IRISH jobs are unlikely to be affected by the proposed merger of Guinness and Grand Metropolitan whose cost savings would be confined to its spirits and liqueurs operations.
The resulting merger would create the largest alcohol beverage company in the world and the seventh largest food and drinks company but GrandMet has said that projected job cuts of less than 2.5 per cent worldwide are envisaged in the next three years.
Mr Pat Barry, of Guinness Ireland, said the plan was for a merger in the strict sense with no one company buying into the other - the new board would comprise GrandMet and Guinness directors. Guinness shareholders would hold about 47.3 per cent of the new issue GMG Brands shares, with GrandMet shareholders holding 52.7 per cent.
"All of this is subject to approval by the regulatory authorities," he said.
He said the significance of the proposed move lay with the distilling operations of both groups - Guinness' United Distillers operations and Grand Met's International Distillers and Vintners (IDV) with resultant gains in market capitalisation and integration of business functions.
He said that the traditional brewing end of the business would be unaffected. "In terms of impact on Guinness brewing worldwide, it does not have any material impact.
"In turn, therefore, it does not have any impact on the Guinness Irish group... Our entry into the distilling end of the business has been relatively recent and that is where the substantial focus of the benefits of this come in," he said.

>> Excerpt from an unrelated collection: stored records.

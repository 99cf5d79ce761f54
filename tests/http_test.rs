use axum::extract::State;
use axum::http::{HeaderMap, StatusCode};
use axum::routing::post;
use axum::{Json, Router};
use serde_json::{Value, json};
use std::net::SocketAddr;
use std::sync::{Arc, Mutex};
use std::time::Duration;
use zenka_payments::application::admin::LedgerAdmin;
use zenka_payments::application::initiator::PaymentInitiator;
use zenka_payments::application::reconciler::CallbackReconciler;
use zenka_payments::domain::ports::SharedLedgerStore;
use zenka_payments::infrastructure::in_memory::InMemoryLedgerStore;
use zenka_payments::infrastructure::lipwa::{GatewayConfig, LipwaGateway};
use zenka_payments::interfaces::http::{AppState, router};

const REJECTED_PHONE: &str = "+254700000000";

#[derive(Clone, Default)]
struct FakeLipwa {
    received: Arc<Mutex<Vec<(Option<String>, Value)>>>,
}

async fn fake_payments(
    State(fake): State<FakeLipwa>,
    headers: HeaderMap,
    Json(body): Json<Value>,
) -> (StatusCode, Json<Value>) {
    let auth = headers
        .get("authorization")
        .and_then(|v| v.to_str().ok())
        .map(str::to_string);
    fake.received.lock().unwrap().push((auth, body.clone()));

    if body["phone_number"] == REJECTED_PHONE {
        return (
            StatusCode::BAD_REQUEST,
            Json(json!({"success": false, "message": "Invalid phone number"})),
        );
    }
    (
        StatusCode::OK,
        Json(json!({"success": true, "checkout_id": "ws_CO_1"})),
    )
}

async fn spawn(app: Router) -> SocketAddr {
    let listener = tokio::net::TcpListener::bind("127.0.0.1:0").await.unwrap();
    let addr = listener.local_addr().unwrap();
    tokio::spawn(async move {
        axum::serve(listener, app).await.unwrap();
    });
    addr
}

struct Harness {
    base: String,
    fake: FakeLipwa,
    client: reqwest::Client,
}

async fn harness() -> Harness {
    let fake = FakeLipwa::default();
    let lipwa_addr = spawn(
        Router::new()
            .route("/api/payments", post(fake_payments))
            .with_state(fake.clone()),
    )
    .await;

    let gateway = LipwaGateway::new(GatewayConfig {
        base_url: format!("http://{lipwa_addr}"),
        api_key: " secret-key ".to_string(),
        channel_id: "chan-7".to_string(),
        timeout: Duration::from_secs(5),
    })
    .unwrap();

    let store: SharedLedgerStore = Arc::new(InMemoryLedgerStore::new());
    let state = AppState {
        initiator: Arc::new(PaymentInitiator::new(
            store.clone(),
            Arc::new(gateway),
            "https://zenka.example/functions/v1/lipwa-callback",
        )),
        reconciler: Arc::new(CallbackReconciler::new(store.clone())),
        admin: Arc::new(LedgerAdmin::new(store)),
    };
    let addr = spawn(router(state)).await;

    Harness {
        base: format!("http://{addr}"),
        fake,
        client: reqwest::Client::new(),
    }
}

impl Harness {
    async fn post(&self, path: &str, body: Value) -> (StatusCode, Value) {
        let response = self
            .client
            .post(format!("{}{}", self.base, path))
            .header("x-user-id", "user-1")
            .json(&body)
            .send()
            .await
            .unwrap();
        let status = response.status();
        (status, response.json().await.unwrap())
    }

    async fn post_raw(&self, path: &str, body: &'static str) -> (StatusCode, Value) {
        let response = self
            .client
            .post(format!("{}{}", self.base, path))
            .header("x-user-id", "user-1")
            .header("content-type", "application/json")
            .body(body)
            .send()
            .await
            .unwrap();
        let status = response.status();
        (status, response.json().await.unwrap())
    }

    async fn push_savings(&self, amount: u64) -> String {
        let (status, body) = self
            .post(
                "/functions/v1/mpesa-stk-push",
                json!({"phoneNumber": "0712345678", "amount": amount, "depositType": "savings"}),
            )
            .await;
        assert_eq!(status, StatusCode::OK);
        body["reference"].as_str().unwrap().to_string()
    }

    async fn balance(&self) -> i64 {
        let body: Value = self
            .client
            .get(format!("{}/savings/user-1", self.base))
            .send()
            .await
            .unwrap()
            .json()
            .await
            .unwrap();
        body["balance"].as_i64().unwrap()
    }
}

#[tokio::test]
async fn test_push_then_callback_credits_savings() {
    let h = harness().await;

    let (status, body) = h
        .post(
            "/functions/v1/mpesa-stk-push",
            json!({"phoneNumber": "0712 345 678", "amount": 1000.7, "depositType": "savings"}),
        )
        .await;
    assert_eq!(status, StatusCode::OK);
    assert_eq!(body["success"], true);
    assert_eq!(
        body["message"],
        "STK Push sent successfully. Check your phone for the M-Pesa prompt."
    );
    assert_eq!(body["displayText"], "Please enter your M-Pesa PIN when prompted");
    let reference = body["reference"].as_str().unwrap().to_string();

    {
        let received = h.fake.received.lock().unwrap();
        assert_eq!(received.len(), 1);
        let (auth, push) = &received[0];
        assert_eq!(auth.as_deref(), Some("Bearer secret-key"));
        assert_eq!(push["amount"], 1000);
        assert_eq!(push["phone_number"], "+254712345678");
        assert_eq!(push["channel_id"], "chan-7");
        assert_eq!(push["api_ref"], reference.as_str());
    }
    assert_eq!(h.balance().await, 0);

    let callback = json!({
        "api_ref": reference,
        "status": "payment.success",
        "amount": "1000",
        "mpesa_code": "QAB123XYZ",
        "checkout_id": "ws_CO_1",
    });
    for _ in 0..2 {
        let (status, ack) = h.post("/functions/v1/lipwa-callback", callback.clone()).await;
        assert_eq!(status, StatusCode::OK);
        assert_eq!(ack, json!({"success": true, "message": "Callback processed"}));
    }
    assert_eq!(h.balance().await, 1000);
}

#[tokio::test]
async fn test_gateway_rejection_is_reported() {
    let h = harness().await;

    let (status, body) = h
        .post(
            "/functions/v1/mpesa-stk-push",
            json!({"phoneNumber": "0700000000", "amount": 500, "depositType": "savings"}),
        )
        .await;
    assert_eq!(status, StatusCode::BAD_REQUEST);
    assert_eq!(body["success"], false);
    assert!(body["error"].as_str().unwrap().contains("Invalid phone number"));
}

#[tokio::test]
async fn test_validation_errors_skip_the_gateway() {
    let h = harness().await;

    let (status, body) = h
        .post(
            "/functions/v1/mpesa-stk-push",
            json!({"phoneNumber": "0712345678", "amount": 20, "depositType": "savings"}),
        )
        .await;
    assert_eq!(status, StatusCode::BAD_REQUEST);
    assert!(body["error"].as_str().unwrap().contains("Minimum amount"));
    assert!(h.fake.received.lock().unwrap().is_empty());
}

#[tokio::test]
async fn test_malformed_callback_is_refused() {
    let h = harness().await;

    let response = h
        .client
        .post(format!("{}/functions/v1/lipwa-callback", h.base))
        .header("content-type", "application/json")
        .body("{not json")
        .send()
        .await
        .unwrap();
    assert_eq!(response.status(), StatusCode::INTERNAL_SERVER_ERROR);
    let body: Value = response.json().await.unwrap();
    assert_eq!(
        body,
        json!({"success": false, "error": "Callback processing failed"})
    );

    let (status, ack) = h
        .post(
            "/functions/v1/lipwa-callback",
            json!({"api_ref": "savings_1_missing", "status": "success"}),
        )
        .await;
    assert_eq!(status, StatusCode::OK);
    assert_eq!(ack["success"], true);
}

#[tokio::test]
async fn test_admin_verify_and_withdrawal_flow() {
    let h = harness().await;

    let (_, body) = h
        .post(
            "/functions/v1/mpesa-stk-push",
            json!({"phoneNumber": "0712345678", "amount": 2000, "depositType": "savings"}),
        )
        .await;
    let reference = body["reference"].as_str().unwrap().to_string();

    let (status, verified) = h
        .post(&format!("/admin/deposits/{reference}/verify"), json!({}))
        .await;
    assert_eq!(status, StatusCode::OK);
    assert_eq!(verified["verified"], true);
    assert_eq!(verified["balance"], 2000);

    let (status, _) = h
        .post(&format!("/admin/deposits/{reference}/reject"), json!({"reason": "late"}))
        .await;
    assert_eq!(status, StatusCode::BAD_REQUEST);

    let (status, body) = h
        .post("/withdrawals", json!({"amount": 5000, "phoneNumber": "0712345678"}))
        .await;
    assert_eq!(status, StatusCode::BAD_REQUEST);
    assert_eq!(body["success"], false);

    let (status, body) = h
        .post("/withdrawals", json!({"amount": 1500, "phoneNumber": "0712345678"}))
        .await;
    assert_eq!(status, StatusCode::OK);
    assert_eq!(body["withdrawal"]["status"], "pending");
    let id = body["withdrawal"]["id"].as_u64().unwrap();

    let (status, body) = h
        .post(&format!("/admin/withdrawals/{id}/approve"), json!({}))
        .await;
    assert_eq!(status, StatusCode::OK);
    assert_eq!(body["withdrawal"]["status"], "completed");
    assert_eq!(h.balance().await, 500);

    let (status, _) = h
        .post("/admin/withdrawals/999/reject", json!({}))
        .await;
    assert_eq!(status, StatusCode::NOT_FOUND);
}

#[tokio::test]
async fn test_bulk_verify_reports_each_reference() {
    let h = harness().await;

    let (_, body) = h
        .post(
            "/functions/v1/mpesa-stk-push",
            json!({"phoneNumber": "0712345678", "amount": 300, "depositType": "savings"}),
        )
        .await;
    let reference = body["reference"].as_str().unwrap().to_string();

    let (status, body) = h
        .post(
            "/admin/deposits/bulk-verify",
            json!({"references": [reference, "savings_1_gone", "nonsense"]}),
        )
        .await;
    assert_eq!(status, StatusCode::OK);
    let results = body["results"].as_array().unwrap();
    assert_eq!(results[0]["outcome"]["status"], "verified");
    assert_eq!(results[1]["outcome"]["status"], "not_found");
    assert_eq!(results[2]["outcome"]["status"], "error");
    assert_eq!(h.balance().await, 300);
}

#[tokio::test]
async fn test_required_savings_lookup() {
    let h = harness().await;

    let body: Value = h
        .client
        .get(format!("{}/loans/required-savings/16000", h.base))
        .send()
        .await
        .unwrap()
        .json()
        .await
        .unwrap();
    assert_eq!(body, json!({"loan_amount": 16000, "required_savings": 800}));
}

#[tokio::test]
async fn test_callback_with_numeric_provider_fields_credits_savings() {
    let h = harness().await;
    let reference = h.push_savings(1200).await;

    let (status, ack) = h
        .post(
            "/functions/v1/lipwa-callback",
            json!({
                "api_ref": reference,
                "status": "payment.success",
                "amount": 1200,
                "transaction_id": 987654,
                "phone_number": 254712345678u64,
                "checkout_id": 42,
                "mpesa_code": "QAB123XYZ",
            }),
        )
        .await;
    assert_eq!(status, StatusCode::OK);
    assert_eq!(ack, json!({"success": true, "message": "Callback processed"}));
    assert_eq!(h.balance().await, 1200);
}

#[tokio::test]
async fn test_callback_with_unreadable_amount_is_not_credited() {
    let h = harness().await;

    for amount in [json!("5.50"), json!(-500), json!("abc"), json!(true)] {
        let reference = h.push_savings(500).await;
        let (status, ack) = h
            .post(
                "/functions/v1/lipwa-callback",
                json!({"api_ref": reference, "status": "success", "amount": amount}),
            )
            .await;
        assert_eq!(status, StatusCode::OK);
        assert_eq!(ack["success"], true);
    }
    assert_eq!(h.balance().await, 0);
}

#[tokio::test]
async fn test_malformed_request_bodies_get_json_errors() {
    let h = harness().await;

    let cases = [
        ("/functions/v1/mpesa-stk-push", "{not json"),
        (
            "/functions/v1/mpesa-stk-push",
            r#"{"phoneNumber": "0712345678", "amount": "500"}"#,
        ),
        ("/withdrawals", "{not json"),
        ("/withdrawals", r#"{"amount": "1500", "phoneNumber": "0712345678"}"#),
        ("/withdrawals", r#"{"phoneNumber": "0712345678"}"#),
        ("/admin/deposits/bulk-verify", r#"{"references": "one"}"#),
    ];
    for (path, body) in cases {
        let (status, error) = h.post_raw(path, body).await;
        assert_eq!(status, StatusCode::BAD_REQUEST, "{path} {body}");
        assert_eq!(error["success"], false);
        assert!(error["error"].as_str().unwrap().contains("Invalid request body"));
    }
    assert!(h.fake.received.lock().unwrap().is_empty());
}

The two companies' courtship goes back at least a year, after a leaked report from Guinness advisers, Lazard Brothers, last July analysed the implications of a £13.2 billion sterling bid for GrandMet.
Guinness denied it was making a hostile bid but the statement, using the names Ulysses and Venus as code names for Guinness and GrandMet respectively, was so clear the London Stock Exchange would not allow the company to change its mind in the medium term.
A Grand Met spokesman said the merger was aimed at achieving further growth for two successful companies. "It is not a distress marriage," he said.
Grand Metropolitan's has about 400 employees tied up in its Irish operations, including its food division, Grand Met Finance Ireland at Dublin's IFSC centre, and its highly successful asset, R&A Baileys operation. Overseas sales of the liqueur accounts for over 1 per cent of total Irish exports.
Mr Peter O'Connor, of Baileys, said the effect on Irish jobs was unknown but the GrandMet spokesman denied that the proposed move was a downsizing exercise.
"That is not the thrust of it. The thrust of it is to make two very strong companies stronger and an element of that will be to make some cost savings."
He said the newly merged company was aiming at a reduction of 2,000 of its employees out of 85,000 worldwide through the merger, over a three year period.
"The companies recognise that there is a period of uncertainty and they will do their best to minimise that, and there is a commitment to keep employees informed," he said.
The range of drinks brands controlled by the two companies are enough to give respectability to a bar, and include ales, lagers and cider, prominent scotch brands, Jose Cuervo tequila and Smirnoff vodka.
Yesterday's jump in share prices has knock on effects for the 2,000 Guinness employees at the company's five brewing operations and on its sales and distribution teams in the Republic. They are offered shares as part of their contracts and profit share schemes, according to "a complicated formula but one which is well tried and tested. .. All of us as shareholders were quite positive about it this morning," Mr Barry said.
But the total number of shares would be a small percentage of the Irish shareholding. The 11,000 Guinness shares, held by Irish shareholders, are estimated to represent 2.5 per cent of the overall shareholding.
In Ireland the company has brewing operations at St James' Gate, Dublin; St Francis Abbey, Kilkenny; and in Waterford and Dundalk, exporting over 40 per cent of its produce.